Records drawn from a dataset:
════════

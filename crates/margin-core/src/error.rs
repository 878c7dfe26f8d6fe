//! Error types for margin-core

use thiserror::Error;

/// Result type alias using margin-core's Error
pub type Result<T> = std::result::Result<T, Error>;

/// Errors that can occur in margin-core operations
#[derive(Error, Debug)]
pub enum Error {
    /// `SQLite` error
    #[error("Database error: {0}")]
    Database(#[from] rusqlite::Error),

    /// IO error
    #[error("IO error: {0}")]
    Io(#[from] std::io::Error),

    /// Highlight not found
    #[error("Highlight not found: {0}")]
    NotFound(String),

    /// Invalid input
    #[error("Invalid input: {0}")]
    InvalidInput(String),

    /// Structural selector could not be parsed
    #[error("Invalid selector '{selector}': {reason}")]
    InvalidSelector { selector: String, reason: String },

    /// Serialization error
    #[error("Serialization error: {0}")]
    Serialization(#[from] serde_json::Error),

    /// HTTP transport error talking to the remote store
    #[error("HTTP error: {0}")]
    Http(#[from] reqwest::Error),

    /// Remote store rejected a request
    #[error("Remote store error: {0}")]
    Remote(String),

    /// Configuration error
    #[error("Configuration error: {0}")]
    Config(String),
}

════════

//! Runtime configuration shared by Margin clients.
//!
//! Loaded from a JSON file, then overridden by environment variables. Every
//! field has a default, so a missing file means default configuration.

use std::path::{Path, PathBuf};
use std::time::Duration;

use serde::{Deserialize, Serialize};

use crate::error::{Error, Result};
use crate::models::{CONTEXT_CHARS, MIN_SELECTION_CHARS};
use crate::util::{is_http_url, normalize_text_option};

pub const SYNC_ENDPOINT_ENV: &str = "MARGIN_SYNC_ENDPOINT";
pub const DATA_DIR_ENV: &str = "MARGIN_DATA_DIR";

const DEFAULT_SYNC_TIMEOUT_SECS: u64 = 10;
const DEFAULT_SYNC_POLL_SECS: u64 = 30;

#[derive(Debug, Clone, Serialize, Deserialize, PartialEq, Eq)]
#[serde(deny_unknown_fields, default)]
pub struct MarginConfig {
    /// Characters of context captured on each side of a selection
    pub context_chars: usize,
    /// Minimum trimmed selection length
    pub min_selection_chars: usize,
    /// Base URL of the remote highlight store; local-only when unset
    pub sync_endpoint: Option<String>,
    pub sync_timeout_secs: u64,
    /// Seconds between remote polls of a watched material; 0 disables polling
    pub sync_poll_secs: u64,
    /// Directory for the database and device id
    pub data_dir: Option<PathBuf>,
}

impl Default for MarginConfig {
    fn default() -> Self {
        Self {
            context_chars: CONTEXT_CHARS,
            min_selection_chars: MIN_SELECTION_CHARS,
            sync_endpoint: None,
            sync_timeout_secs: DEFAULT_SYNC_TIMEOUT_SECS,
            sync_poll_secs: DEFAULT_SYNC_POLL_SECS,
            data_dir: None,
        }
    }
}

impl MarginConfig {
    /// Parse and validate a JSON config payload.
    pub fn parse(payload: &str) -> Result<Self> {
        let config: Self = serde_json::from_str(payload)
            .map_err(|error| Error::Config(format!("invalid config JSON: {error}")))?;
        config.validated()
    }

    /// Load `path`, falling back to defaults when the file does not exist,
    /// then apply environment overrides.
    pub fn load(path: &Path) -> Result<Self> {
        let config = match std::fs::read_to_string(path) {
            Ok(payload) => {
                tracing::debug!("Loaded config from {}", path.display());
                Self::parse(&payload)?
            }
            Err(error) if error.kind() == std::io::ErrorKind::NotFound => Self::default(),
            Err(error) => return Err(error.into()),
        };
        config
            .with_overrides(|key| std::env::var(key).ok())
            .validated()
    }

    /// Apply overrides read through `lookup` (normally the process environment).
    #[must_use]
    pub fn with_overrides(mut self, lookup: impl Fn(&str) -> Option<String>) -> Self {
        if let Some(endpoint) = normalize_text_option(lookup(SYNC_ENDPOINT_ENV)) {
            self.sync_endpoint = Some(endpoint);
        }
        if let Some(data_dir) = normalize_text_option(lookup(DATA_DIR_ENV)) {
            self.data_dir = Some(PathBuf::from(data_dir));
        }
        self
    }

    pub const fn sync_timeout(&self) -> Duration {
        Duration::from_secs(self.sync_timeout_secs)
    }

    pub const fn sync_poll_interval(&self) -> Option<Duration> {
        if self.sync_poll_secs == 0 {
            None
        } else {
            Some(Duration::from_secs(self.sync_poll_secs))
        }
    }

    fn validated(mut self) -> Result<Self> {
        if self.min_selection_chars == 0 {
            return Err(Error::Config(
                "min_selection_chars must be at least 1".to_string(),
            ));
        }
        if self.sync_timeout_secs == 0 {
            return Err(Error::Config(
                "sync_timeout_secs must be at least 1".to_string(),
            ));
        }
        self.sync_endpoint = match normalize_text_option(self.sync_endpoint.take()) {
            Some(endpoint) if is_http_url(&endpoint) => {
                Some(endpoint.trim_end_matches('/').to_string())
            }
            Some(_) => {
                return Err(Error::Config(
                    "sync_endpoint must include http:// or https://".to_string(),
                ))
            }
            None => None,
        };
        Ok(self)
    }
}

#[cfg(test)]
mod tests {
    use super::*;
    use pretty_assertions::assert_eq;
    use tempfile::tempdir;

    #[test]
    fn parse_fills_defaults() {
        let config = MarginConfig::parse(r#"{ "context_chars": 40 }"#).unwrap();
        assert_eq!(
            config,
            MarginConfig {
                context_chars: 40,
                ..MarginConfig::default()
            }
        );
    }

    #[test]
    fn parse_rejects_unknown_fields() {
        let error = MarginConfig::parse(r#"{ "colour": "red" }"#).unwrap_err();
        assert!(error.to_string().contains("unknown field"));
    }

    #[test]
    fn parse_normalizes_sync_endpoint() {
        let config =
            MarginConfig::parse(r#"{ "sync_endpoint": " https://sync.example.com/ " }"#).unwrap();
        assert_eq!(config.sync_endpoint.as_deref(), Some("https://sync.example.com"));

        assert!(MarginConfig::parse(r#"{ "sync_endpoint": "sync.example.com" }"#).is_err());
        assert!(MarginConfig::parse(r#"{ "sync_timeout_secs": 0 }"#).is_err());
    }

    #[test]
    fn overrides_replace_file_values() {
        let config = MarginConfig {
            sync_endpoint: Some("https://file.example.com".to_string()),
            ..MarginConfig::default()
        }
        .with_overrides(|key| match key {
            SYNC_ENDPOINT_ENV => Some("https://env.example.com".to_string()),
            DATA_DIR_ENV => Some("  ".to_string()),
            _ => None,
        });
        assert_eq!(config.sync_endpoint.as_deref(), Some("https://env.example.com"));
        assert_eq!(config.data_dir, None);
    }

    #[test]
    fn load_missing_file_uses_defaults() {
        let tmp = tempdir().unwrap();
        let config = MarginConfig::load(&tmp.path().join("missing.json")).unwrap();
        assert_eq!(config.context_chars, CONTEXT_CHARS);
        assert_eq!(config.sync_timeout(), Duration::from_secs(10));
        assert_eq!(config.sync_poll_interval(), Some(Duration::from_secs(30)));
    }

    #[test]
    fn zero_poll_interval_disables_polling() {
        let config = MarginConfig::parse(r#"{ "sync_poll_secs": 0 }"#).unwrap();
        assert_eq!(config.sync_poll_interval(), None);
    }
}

════════

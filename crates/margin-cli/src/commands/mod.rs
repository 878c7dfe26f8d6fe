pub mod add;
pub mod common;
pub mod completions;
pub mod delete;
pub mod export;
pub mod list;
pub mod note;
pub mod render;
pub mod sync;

════════

Scan the data above for the word "crates", then copy every line that holds it.

— Exercise output —
filename crates/margin-core/src/error.rs
filename crates/margin-cli/src/commands/mod.rs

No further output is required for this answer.